Long-term visit-to-visit glycemic variability as predictor of micro- and macrovascular complications in patients with type 2 diabetes: The Rio de Janeiro Type 2 Diabetes Cohort Study

Affiliations
Observational Study

Long-term visit-to-visit glycemic variability as predictor of micro- and macrovascular complications in patients with type 2 diabetes: The Rio de Janeiro Type 2 Diabetes Cohort Study

C R L Cardoso et al. Cardiovasc Diabetol. .

Abstract

Background: Long-term visit-to-visit glycemic variability is an additional measure of glycemic control. We aimed to evaluate the prognostic value of several measures of glycemic variability for the occurrence of micro- and macrovascular complications, and all-cause mortality in patients with type 2 diabetes.

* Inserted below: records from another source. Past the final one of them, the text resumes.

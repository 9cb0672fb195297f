//! Integration tests for the leave workflow.

mod helpers;

use axum::http::StatusCode;
use serde_json::{Value, json};
use uuid::Uuid;

use helpers::TestApp;

fn draft_body() -> Value {
    json!({
        "startDate": "2026-11-02",
        "endDate": "2026-11-04",
        "reason": "Menghadiri pernikahan keluarga",
    })
}

async fn save_draft(app: &TestApp, token: &str) -> String {
    let response = app
        .request("POST", "/api/v1/leave/draft", Some(draft_body()), Some(token))
        .await;
    assert_eq!(response.status, StatusCode::OK, "{:?}", response.body);
    assert_eq!(response.body["data"]["status"], "DRAFT");
    response.body["data"]["id"]
        .as_str()
        .expect("leave id")
        .to_string()
}

async fn submit(app: &TestApp, token: &str, id: &str) -> helpers::TestResponse {
    app.request("PUT", &format!("/api/v1/leave/{id}/submit"), None, Some(token))
        .await
}

async fn verify(app: &TestApp, token: &str, id: &str, status: &str) -> helpers::TestResponse {
    app.request(
        "PUT",
        &format!("/api/v1/leave/{id}/verify"),
        Some(json!({ "status": status })),
        Some(token),
    )
    .await
}

fn ids(body: &Value) -> Vec<String> {
    body["data"]
        .as_array()
        .map(|items| {
            items
                .iter()
                .filter_map(|item| item["id"].as_str().map(str::to_string))
                .collect()
        })
        .unwrap_or_default()
}

#[tokio::test]
#[ignore = "requires PostgreSQL"]
async fn test_submit_only_from_draft() {
    let app = TestApp::new().await;
    let department = app.seed_department("Kirim").await;
    let (username, token) = app.seed_and_login("staf", "STAFF", department).await;
    let id = save_draft(&app, &token).await;

    let submitted = submit(&app, &token, &id).await;
    assert_eq!(submitted.status, StatusCode::OK);
    assert_eq!(submitted.body["data"]["status"], "TERKIRIM");
    assert_eq!(submitted.body["data"]["username"], username);

    let again = submit(&app, &token, &id).await;
    assert_eq!(again.status, StatusCode::NOT_FOUND);
    assert_eq!(again.error(), "Draft izin cuti tidak ditemukan");
}

#[tokio::test]
#[ignore = "requires PostgreSQL"]
async fn test_only_owner_may_submit() {
    let app = TestApp::new().await;
    let department = app.seed_department("Pemilik").await;
    let (_, owner) = app.seed_and_login("pemilik", "STAFF", department).await;
    let (_, other) = app.seed_and_login("orang", "STAFF", department).await;
    let id = save_draft(&app, &owner).await;

    let response = submit(&app, &other, &id).await;

    assert_eq!(response.status, StatusCode::NOT_FOUND);
}

#[tokio::test]
#[ignore = "requires PostgreSQL"]
async fn test_department_manager_verifies_once() {
    let app = TestApp::new().await;
    let department = app.seed_department("Setuju").await;
    let (_, staff) = app.seed_and_login("staf", "STAFF", department).await;
    let (manager, manager_token) = app.seed_and_login("atasan", "MANAJER", department).await;
    let id = save_draft(&app, &staff).await;

    let early = verify(&app, &manager_token, &id, "DITERIMA").await;
    assert_eq!(early.status, StatusCode::NOT_FOUND);
    assert_eq!(
        early.error(),
        "Izin cuti tidak ditemukan atau status tidak valid"
    );

    submit(&app, &staff, &id).await;
    let approved = verify(&app, &manager_token, &id, "diterima").await;
    assert_eq!(approved.status, StatusCode::OK);
    assert_eq!(approved.body["data"]["message"], "Izin cuti berhasil diterima");
    assert_eq!(approved.body["data"]["leave"]["status"], "DITERIMA");
    assert_eq!(approved.body["data"]["leave"]["managerUsername"], manager);

    let twice = verify(&app, &manager_token, &id, "DITOLAK").await;
    assert_eq!(twice.status, StatusCode::NOT_FOUND);
}

#[tokio::test]
#[ignore = "requires PostgreSQL"]
async fn test_reject_with_action_key() {
    let app = TestApp::new().await;
    let department = app.seed_department("Tolak").await;
    let (_, staff) = app.seed_and_login("staf", "STAFF", department).await;
    let (_, manager) = app.seed_and_login("atasan", "MANAJER", department).await;
    let id = save_draft(&app, &staff).await;
    submit(&app, &staff, &id).await;

    let response = app
        .request(
            "PUT",
            &format!("/api/v1/leave/{id}/verify"),
            Some(json!({ "action": "DITOLAK" })),
            Some(&manager),
        )
        .await;

    assert_eq!(response.status, StatusCode::OK);
    assert_eq!(response.body["data"]["message"], "Izin cuti berhasil ditolak");
    assert_eq!(response.body["data"]["leave"]["status"], "DITOLAK");
}

#[tokio::test]
#[ignore = "requires PostgreSQL"]
async fn test_foreign_manager_cannot_verify() {
    let app = TestApp::new().await;
    let home = app.seed_department("Asal").await;
    let elsewhere = app.seed_department("Seberang").await;
    let (_, staff) = app.seed_and_login("staf", "STAFF", home).await;
    let (_, foreign) = app.seed_and_login("asing", "MANAJER", elsewhere).await;
    let id = save_draft(&app, &staff).await;
    submit(&app, &staff, &id).await;

    let response = verify(&app, &foreign, &id, "DITERIMA").await;

    assert_eq!(response.status, StatusCode::FORBIDDEN);
    assert_eq!(response.error(), "Anda tidak berhak memverifikasi izin ini");
}

#[tokio::test]
#[ignore = "requires PostgreSQL"]
async fn test_manager_cannot_verify_own_request() {
    let app = TestApp::new().await;
    let department = app.seed_department("Sendiri").await;
    let (_, manager) = app.seed_and_login("atasan", "MANAJER", department).await;
    let id = save_draft(&app, &manager).await;
    submit(&app, &manager, &id).await;

    let response = verify(&app, &manager, &id, "DITERIMA").await;

    assert_eq!(response.status, StatusCode::FORBIDDEN);
}

#[tokio::test]
#[ignore = "requires PostgreSQL"]
async fn test_update_draft_changes_only_given_fields() {
    let app = TestApp::new().await;
    let department = app.seed_department("Ubah").await;
    let (_, token) = app.seed_and_login("staf", "STAFF", department).await;
    let id = save_draft(&app, &token).await;
    let path = format!("/api/v1/leave/{id}/update");

    let reason_only = app
        .request(
            "PUT",
            &path,
            Some(json!({ "reason": "Mengurus dokumen kependudukan" })),
            Some(&token),
        )
        .await;
    assert_eq!(reason_only.status, StatusCode::OK);
    assert_eq!(reason_only.body["data"]["reason"], "Mengurus dokumen kependudukan");
    assert_eq!(reason_only.body["data"]["startDate"], "2026-11-02");
    assert_eq!(reason_only.body["data"]["endDate"], "2026-11-04");

    let reversed = app
        .request("PUT", &path, Some(json!({ "endDate": "2026-11-01" })), Some(&token))
        .await;
    assert_eq!(reversed.status, StatusCode::BAD_REQUEST);
    assert_eq!(
        reversed.error(),
        "Tanggal selesai harus lebih besar atau sama dengan tanggal mulai"
    );

    submit(&app, &token, &id).await;
    let locked = app
        .request("PUT", &path, Some(json!({ "reason": "Alasan yang lain sekali" })), Some(&token))
        .await;
    assert_eq!(locked.status, StatusCode::NOT_FOUND);
    assert_eq!(locked.error(), "Draft tidak ditemukan");
}

#[tokio::test]
#[ignore = "requires PostgreSQL"]
async fn test_remove_draft() {
    let app = TestApp::new().await;
    let department = app.seed_department("Hapus").await;
    let (_, token) = app.seed_and_login("staf", "STAFF", department).await;
    let draft = save_draft(&app, &token).await;
    let sent = save_draft(&app, &token).await;
    submit(&app, &token, &sent).await;

    let removed = app
        .request("DELETE", &format!("/api/v1/leave/{draft}"), None, Some(&token))
        .await;
    assert_eq!(removed.status, StatusCode::OK);
    assert_eq!(removed.body["data"], "Draft berhasil dihapus");

    let not_draft = app
        .request("DELETE", &format!("/api/v1/leave/{sent}"), None, Some(&token))
        .await;
    assert_eq!(not_draft.status, StatusCode::NOT_FOUND);

    let unknown = app
        .request(
            "DELETE",
            &format!("/api/v1/leave/{}", Uuid::new_v4()),
            None,
            Some(&token),
        )
        .await;
    assert_eq!(unknown.status, StatusCode::NOT_FOUND);
}

#[tokio::test]
#[ignore = "requires PostgreSQL"]
async fn test_search_is_scoped_by_role() {
    let app = TestApp::new().await;
    let department = app.seed_department("Lingkup").await;
    let elsewhere = app.seed_department("Luar").await;
    let (_, alice) = app.seed_and_login("alice", "STAFF", department).await;
    let (_, bob) = app.seed_and_login("bob", "STAFF", department).await;
    let (_, outsider) = app.seed_and_login("luar", "STAFF", elsewhere).await;
    let (_, manager) = app.seed_and_login("atasan", "MANAJER", department).await;
    let (_, admin) = app.seed_and_login("admin", "ADMIN", elsewhere).await;

    let alice_draft = save_draft(&app, &alice).await;
    let alice_sent = save_draft(&app, &alice).await;
    submit(&app, &alice, &alice_sent).await;
    let bob_draft = save_draft(&app, &bob).await;
    let outsider_sent = save_draft(&app, &outsider).await;
    submit(&app, &outsider, &outsider_sent).await;
    let manager_draft = save_draft(&app, &manager).await;

    let own = app.request("GET", "/api/v1/leave", None, Some(&alice)).await;
    assert_eq!(own.status, StatusCode::OK);
    let mut seen = ids(&own.body);
    seen.sort();
    let mut expected = vec![alice_draft.clone(), alice_sent.clone()];
    expected.sort();
    assert_eq!(seen, expected);

    let team = app
        .request("GET", "/api/v1/leave?size=100", None, Some(&manager))
        .await;
    let seen = ids(&team.body);
    assert!(seen.contains(&alice_sent));
    assert!(seen.contains(&manager_draft));
    assert!(!seen.contains(&alice_draft));
    assert!(!seen.contains(&bob_draft));
    assert!(!seen.contains(&outsider_sent));

    let filtered = app
        .request("GET", "/api/v1/leave?status=terkirim", None, Some(&alice))
        .await;
    assert_eq!(ids(&filtered.body), vec![alice_sent.clone()]);
    assert_eq!(filtered.body["data"][0]["owner"]["username"], app.username("alice"));
    assert_eq!(
        filtered.body["data"][0]["owner"]["departementName"],
        app.department_name("Lingkup")
    );

    let everything = app
        .request("GET", "/api/v1/leave?size=100&status=TERKIRIM", None, Some(&admin))
        .await;
    let seen = ids(&everything.body);
    assert!(seen.contains(&alice_sent));
    assert!(seen.contains(&outsider_sent));
}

Methods: 654 individuals were followed-up over a median of 9.3 years. Glycemic variability (SDs and coefficients of variation of HbA1c and fasting glycaemia) was measured during the first 12- and 24-months. Multivariate Cox analysis, adjusted for risk factors and mean HbA1c and fasting glycaemia levels, examined the associations between glycemic variability and the occurrence of microvascular (retinopathy, microalbuminuria, renal function deterioration, peripheral neuropathy) and macrovascular complications [total cardiovascular events (CVE), major adverse CVEs (MACE) and cardiovascular mortality], and of all-cause mortality.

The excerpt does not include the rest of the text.